Lecce, who was joined at the podium by former Ajax school trustee and now MPP Patrice Barnes and Perth-Wellington MPP Matthew Rae, Lecce’s Parliamentary Assistant, said his government has made key investments that students and educators are already benefiting from, including:

  • More than $26.6 billion in funding for the 2022-23 school year
  • $175 million-plus for enhanced tutoring support programs delivered by school boards and community partners, with a focus on reading, writing and math
  • $304 million in time-limited funding to support the hiring of up to 3,000 front line staff, including teachers, early childhood educators, educational assistants, and other education workers
  • $14 billion to build state-of-the-art schools and classrooms and renew and repair existing schools, including $2.1 billion for the 2022-23 school year
  • Allocating $90 million for “crucial” mental health initiatives and supports for students
  • Additional funding to support students with exceptionalities through a $93 million increase in funding for the Special Education Grant and more $9 million in funding to support the new de-streamed grade nine program, with an emphasis on supporting students most at risk, including students from racialized, Black, immigrant, and Indigenous communities

Lecce even paraphrased an old Ronald Reagan campaign promise when he said, “no student shall be left behind.”

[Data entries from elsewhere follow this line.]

#[cfg(test)]
mod tests {
    use super::*;
    use serde_json::json;

    fn seeded() -> (DbState, AuthState) {
        let db = db::open_in_memory().unwrap();
        create_user(
            &db,
            &json!({ "email": "Dr.Ada@Clinic.example", "password": "correct horse", "fullName": "Ada" }),
        )
        .unwrap();
        (db, AuthState::new())
    }

    fn lockout_attempts(db: &DbState, email: &str) -> u32 {
        let conn = db.lock().unwrap();
        db::get_setting(&conn, SETTINGS_CATEGORY, &attempts_key(email))
            .and_then(|v| v.parse::<u32>().ok())
            .unwrap_or(0)
    }

    #[test]
    fn login_then_session_then_logout() {
        let (db, auth) = seeded();
        let response = login(&db, &auth, " dr.ada@clinic.example ", "correct horse").unwrap();
        assert_eq!(response.user.email, "dr.ada@clinic.example");
        assert_eq!(response.user.role, "staff");

        let user = session(&auth, &response.token).unwrap().unwrap();
        assert_eq!(user.id, response.user.id);

        logout(&auth, &response.token).unwrap();
        assert!(session(&auth, &response.token).unwrap().is_none());
    }

    #[test]
    fn wrong_password_and_unknown_user_look_the_same() {
        let (db, auth) = seeded();
        let wrong = login(&db, &auth, "dr.ada@clinic.example", "nope nope").unwrap_err();
        let unknown = login(&db, &auth, "ghost@clinic.example", "correct horse").unwrap_err();
        assert_eq!(wrong.to_string(), INVALID_CREDENTIALS);
        assert_eq!(unknown.to_string(), INVALID_CREDENTIALS);
        assert!(matches!(wrong, AppError::Unauthorized(_)));
    }

    #[test]
    fn lockout_persists_across_auth_state_restart() {
        let (db, auth) = seeded();
        let email = "dr.ada@clinic.example";
        for _ in 0..MAX_FAILED_ATTEMPTS {
            login(&db, &auth, email, "wrong password").unwrap_err();
        }
        assert_eq!(lockout_attempts(&db, email), MAX_FAILED_ATTEMPTS);

        let restarted = AuthState::new();
        let err = login(&db, &restarted, email, "correct horse").unwrap_err();
        assert!(err.to_string().contains("Too many failed attempts"), "{err}");
        assert_eq!(lockout_attempts(&db, email), MAX_FAILED_ATTEMPTS);
    }

    #[test]
    fn lockout_expires_after_window() {
        let (db, auth) = seeded();
        let email = "dr.ada@clinic.example";
        let start = Utc::now();
        for _ in 0..MAX_FAILED_ATTEMPTS {
            login_at(&db, &auth, email, "wrong password", start).unwrap_err();
        }
        let later = start + Duration::minutes(LOCKOUT_MINUTES + 1);
        login_at(&db, &auth, email, "correct horse", later).unwrap();
        assert_eq!(lockout_attempts(&db, email), 0);
    }

    #[test]
    fn successful_login_resets_counter() {
        let (db, auth) = seeded();
        let email = "dr.ada@clinic.example";
        login(&db, &auth, email, "wrong password").unwrap_err();
        login(&db, &auth, email, "wrong password").unwrap_err();
        assert_eq!(lockout_attempts(&db, email), 2);

        login(&db, &auth, email, "correct horse").unwrap();
        assert_eq!(lockout_attempts(&db, email), 0);
    }

    #[test]
    fn sessions_expire_on_idle_and_on_max_age() {
        let (db, auth) = seeded();
        let start = Utc::now();
        let token = login_at(&db, &auth, "dr.ada@clinic.example", "correct horse", start)
            .unwrap()
            .token;

        // Activity every 20 minutes keeps it alive until the hard cap.
        let mut now = start;
        for _ in 0..(SESSION_MAX_DURATION_HOURS * 3 - 1) {
            now += Duration::minutes(20);
            assert!(auth.session_at(&token, now).unwrap().is_some());
        }
        now += Duration::minutes(20);
        assert!(auth.session_at(&token, now).unwrap().is_none());

        let idle = login_at(&db, &auth, "dr.ada@clinic.example", "correct horse", start)
            .unwrap()
            .token;
        let after_idle = start + Duration::minutes(SESSION_INACTIVITY_MINUTES + 1);
        assert!(auth.session_at(&idle, after_idle).unwrap().is_none());
    }

    #[test]
    fn unknown_accounts_leave_no_lockout_rows() {
        let (db, auth) = seeded();
        for i in 0..20 {
            login(&db, &auth, &format!("ghost{i}@clinic.example"), "whatever").unwrap_err();
        }
        let conn = db.lock().unwrap();
        let rows: i64 = conn
            .query_row(
                "SELECT COUNT(*) FROM local_settings WHERE setting_category = ?1",
                params![SETTINGS_CATEGORY],
                |row| row.get(0),
            )
            .unwrap();
        assert_eq!(rows, 0);
    }

    #[test]
    fn emails_with_markup_characters_can_log_in() {
        let db = db::open_in_memory().unwrap();
        let auth = AuthState::new();
        let user = create_user(
            &db,
            &json!({ "email": "o'neil&co@clinic.example", "password": "long enough", "fullName": "Pat" }),
        )
        .unwrap();
        assert_eq!(user.email, "o'neil&co@clinic.example");
        login(&db, &auth, " O'Neil&Co@clinic.example", "long enough").unwrap();
    }

    #[test]
    fn api_keys_authenticate_as_service() {
        let auth = AuthState::with_api_keys(vec![
            Zeroizing::new("peer-key-1".to_string()),
            Zeroizing::new("  ".to_string()),
        ]);
        let user = session(&auth, "peer-key-1").unwrap().unwrap();
        assert_eq!(user.role, SERVICE_ROLE);
        assert!(session(&auth, "peer-key-2").unwrap().is_none());
        assert!(session(&auth, "").unwrap().is_none());
        assert!(session(&AuthState::new(), "peer-key-1").unwrap().is_none());
    }

    #[test]
    fn create_user_validates_input() {
        let db = db::open_in_memory().unwrap();
        let err = create_user(
            &db,
            &json!({ "email": "not-an-email", "password": "long enough", "fullName": "X" }),
        )
        .unwrap_err();
        assert_eq!(err.to_string(), "Invalid email address");

        let err = create_user(
            &db,
            &json!({ "email": "a@b.example", "password": "short", "fullName": "X" }),
        )
        .unwrap_err();
        assert_eq!(err.to_string(), "Password must be at least 8 characters");

        create_user(
            &db,
            &json!({ "email": "a@b.example", "password": "long enough", "fullName": "X" }),
        )
        .unwrap();
        let err = create_user(
            &db,
            &json!({ "email": "A@B.example", "password": "long enough", "fullName": "Y" }),
        )
        .unwrap_err();
        assert!(matches!(err, AppError::Conflict(_)));
    }

    #[test]
    fn ensure_admin_seeds_only_an_empty_table() {
        let db = db::open_in_memory().unwrap();
        let admin = AdminConfig {
            email: "admin@clinic.example".into(),
            full_name: "Administrator".into(),
            password: Some(zeroize::Zeroizing::new("bootstrap-pass".into())),
        };
        let seeded = ensure_admin(&db, &admin).unwrap().unwrap();
        assert_eq!(seeded.role, "admin");
        assert!(ensure_admin(&db, &admin).unwrap().is_none());

        let auth = AuthState::new();
        login(&db, &auth, "admin@clinic.example", "bootstrap-pass").unwrap();
    }

    #[test]
    fn ensure_admin_without_password_is_a_no_op() {
        let db = db::open_in_memory().unwrap();
        let admin = AdminConfig {
            email: "admin@clinic.example".into(),
            full_name: "Administrator".into(),
            password: None,
        };
        assert!(ensure_admin(&db, &admin).unwrap().is_none());
    }
}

As of the beginning of April 2022, ministry-funded tutoring programs were underway across the province and during the last two months of the school year, an average of 49,000 students participated in tutoring programs in Ontario each week, with an average group size of less than five students to provide tailored and focused support.

“With almost 50,000 children benefiting from Ontario’s tutoring investments every week, and summer learning programs underway province-wide, Ontario’s plan is getting students back on track,” added Minister Lecce. “With an emphasis on getting back to basics, our government is focused on strengthening life and job skills in the classroom, so that students graduate as financially literate, technologically savvy, emotionally intelligent leaders, ready for the jobs of tomorrow.”